Extracted records:
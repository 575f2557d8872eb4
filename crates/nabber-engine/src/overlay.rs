//! Overlay construction
//!
//! The overlay markup is parsed into its own document, checked for the
//! anchor elements, and only then copied into the host tree. A template
//! missing an anchor never leaves anything behind in the host.

use nabber_dom::{Document, DomResult, DomTree, NodeId};
use tracing::debug;

use crate::config::OverlayConfig;
use crate::NabberError;

/// Handles to the overlay's anchor elements inside the host tree
#[derive(Debug, Clone, Copy, PartialEq, Eq)]
pub struct Overlay {
    pub modal: NodeId,
    pub content: NodeId,
    pub title: NodeId,
    pub close_button: NodeId,
}

impl Overlay {
    /// Copy the modal out of a parsed template into `host`, detached
    ///
    /// Every call imports a fresh copy. The arena never frees nodes, so an
    /// overlay replaced on reopen stays behind as a detached subtree.
    pub fn build(host: &mut DomTree, template: &Document, ids: &OverlayConfig) -> Result<Self, NabberError> {
        let modal = template
            .get_element_by_id(&ids.modal_id)
            .ok_or_else(|| NabberError::MissingAnchor(ids.modal_id.clone()))?;
        let source = template.tree();
        for id in [&ids.content_id, &ids.title_id, &ids.close_button_id] {
            if source.find_by_id(modal, id).is_none() {
                return Err(NabberError::MissingAnchor(id.clone()));
            }
        }

        let copy = host
            .import_subtree(source, modal)
            .ok_or_else(|| NabberError::MissingAnchor(ids.modal_id.clone()))?;
        let find = |id: &String| {
            host.find_by_id(copy, id)
                .ok_or_else(|| NabberError::MissingAnchor(id.clone()))
        };
        let overlay = Self {
            modal: copy,
            content: find(&ids.content_id)?,
            title: find(&ids.title_id)?,
            close_button: find(&ids.close_button_id)?,
        };
        debug!(modal = %overlay.modal, "overlay built");
        Ok(overlay)
    }

    /// Insert the modal as the first child of `<body>`
    pub fn attach(&self, doc: &mut Document) -> Result<(), NabberError> {
        let body = doc.body().ok_or(NabberError::MissingHostElement("body"))?;
        doc.tree.prepend_child(body, self.modal)?;
        Ok(())
    }

    pub fn hide(&self, tree: &mut DomTree) -> DomResult<()> {
        tree.set_style_property(self.modal, "display", "none")?;
        Ok(())
    }

    /// Take the modal out of the document
    pub fn remove(&self, tree: &mut DomTree) {
        tree.detach(self.modal);
    }

    pub fn is_attached(&self, tree: &DomTree) -> bool {
        tree.is_connected(self.modal)
    }

    pub fn is_hidden(&self, tree: &DomTree) -> bool {
        tree.style_property(self.modal, "display").as_deref() == Some("none")
    }

    /// Whether a click on `target` lands on the close button
    pub fn is_close_target(&self, tree: &DomTree, target: NodeId) -> bool {
        tree.contains(self.close_button, target)
    }

    /// Give the close button the title's inline colour
    pub fn match_close_button_color(&self, tree: &mut DomTree) -> DomResult<()> {
        let color = tree.style_property(self.title, "color").unwrap_or_default();
        tree.set_style_property(self.close_button, "color", &color)?;
        Ok(())
    }
}

#[cfg(test)]
mod tests {
    use super::*;

    const TEMPLATE: &str = r#"<html><body>
        <div id="recipeNabberModal">
          <h1 id="recipeNabberTitle" style="color: rebeccapurple">Recipe</h1>
          <button id="recipeNabberCloseButton"><span>x</span></button>
          <div id="recipeNabberModalContent"></div>
        </div></body></html>"#;

    #[test]
    fn test_build_finds_anchors_and_stays_detached() {
        let template = nabber_html::parse(TEMPLATE);
        let mut host = Document::new("https://example.com/");
        let before = host.tree.len();

        let overlay = Overlay::build(&mut host.tree, &template, &OverlayConfig::default()).unwrap();
        assert!(host.tree.len() > before);
        assert!(!overlay.is_attached(&host.tree));
        assert_eq!(host.tree.local_name(overlay.title), Some("h1"));
        assert_eq!(host.tree.parent(overlay.content), Some(overlay.modal));

        overlay.attach(&mut host).unwrap();
        let body = host.body().unwrap();
        assert_eq!(host.tree.first_child(body), Some(overlay.modal));
        assert_eq!(host.get_element_by_id("recipeNabberModalContent"), Some(overlay.content));
    }

    #[test]
    fn test_missing_anchor_leaves_host_untouched() {
        let template = nabber_html::parse(r#"<div id="recipeNabberModal"><div id="recipeNabberTitle"></div></div>"#);
        let mut host = Document::new("https://example.com/");
        let before = host.tree.len();

        let err = Overlay::build(&mut host.tree, &template, &OverlayConfig::default()).unwrap_err();
        assert!(matches!(err, NabberError::MissingAnchor(ref id) if id == "recipeNabberModalContent"));
        assert_eq!(host.tree.len(), before);

        let empty = nabber_html::parse("<p>nothing</p>");
        let err = Overlay::build(&mut host.tree, &empty, &OverlayConfig::default()).unwrap_err();
        assert!(matches!(err, NabberError::MissingAnchor(ref id) if id == "recipeNabberModal"));
    }

    #[test]
    fn test_close_target_and_color() {
        let template = nabber_html::parse(TEMPLATE);
        let mut host = Document::new("https://example.com/");
        let overlay = Overlay::build(&mut host.tree, &template, &OverlayConfig::default()).unwrap();

        let icon = host.tree.first_child(overlay.close_button).unwrap();
        assert!(overlay.is_close_target(&host.tree, overlay.close_button));
        assert!(overlay.is_close_target(&host.tree, icon));
        assert!(!overlay.is_close_target(&host.tree, overlay.title));

        overlay.match_close_button_color(&mut host.tree).unwrap();
        assert_eq!(
            host.tree.style_property(overlay.close_button, "color").as_deref(),
            Some("rebeccapurple")
        );

        overlay.hide(&mut host.tree).unwrap();
        assert!(overlay.is_hidden(&host.tree));
    }

    #[test]
    fn test_replaced_overlay_stays_in_arena_detached() {
        let template = nabber_html::parse(TEMPLATE);
        let mut host = Document::new("https://example.com/");
        let first = Overlay::build(&mut host.tree, &template, &OverlayConfig::default()).unwrap();
        first.attach(&mut host).unwrap();
        let after_first = host.tree.len();

        let second = Overlay::build(&mut host.tree, &template, &OverlayConfig::default()).unwrap();
        assert_ne!(second.modal, first.modal);
        second.attach(&mut host).unwrap();
        first.remove(&mut host.tree);

        assert!(host.tree.len() > after_first);
        assert!(!first.is_attached(&host.tree));
        assert_eq!(host.tree.local_name(first.title), Some("h1"));
        assert_eq!(host.get_element_by_id("recipeNabberModal"), Some(second.modal));
    }
}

Problem statement: Given the records above, return exactly the lines starting at the line containing "in the host." and ending at the line containing "Insert the modal", including both.

Task solution:
//! missing an anchor never leaves anything behind in the host.

use nabber_dom::{Document, DomResult, DomTree, NodeId};
use tracing::debug;

use crate::config::OverlayConfig;
use crate::NabberError;

/// Handles to the overlay's anchor elements inside the host tree
#[derive(Debug, Clone, Copy, PartialEq, Eq)]
pub struct Overlay {
    pub modal: NodeId,
    pub content: NodeId,
    pub title: NodeId,
    pub close_button: NodeId,
}

impl Overlay {
    /// Copy the modal out of a parsed template into `host`, detached
    ///
    /// Every call imports a fresh copy. The arena never frees nodes, so an
    /// overlay replaced on reopen stays behind as a detached subtree.
    pub fn build(host: &mut DomTree, template: &Document, ids: &OverlayConfig) -> Result<Self, NabberError> {
        let modal = template
            .get_element_by_id(&ids.modal_id)
            .ok_or_else(|| NabberError::MissingAnchor(ids.modal_id.clone()))?;
        let source = template.tree();
        for id in [&ids.content_id, &ids.title_id, &ids.close_button_id] {
            if source.find_by_id(modal, id).is_none() {
                return Err(NabberError::MissingAnchor(id.clone()));
            }
        }

        let copy = host
            .import_subtree(source, modal)
            .ok_or_else(|| NabberError::MissingAnchor(ids.modal_id.clone()))?;
        let find = |id: &String| {
            host.find_by_id(copy, id)
                .ok_or_else(|| NabberError::MissingAnchor(id.clone()))
        };
        let overlay = Self {
            modal: copy,
            content: find(&ids.content_id)?,
            title: find(&ids.title_id)?,
            close_button: find(&ids.close_button_id)?,
        };
        debug!(modal = %overlay.modal, "overlay built");
        Ok(overlay)
    }

    /// Insert the modal as the first child of `<body>`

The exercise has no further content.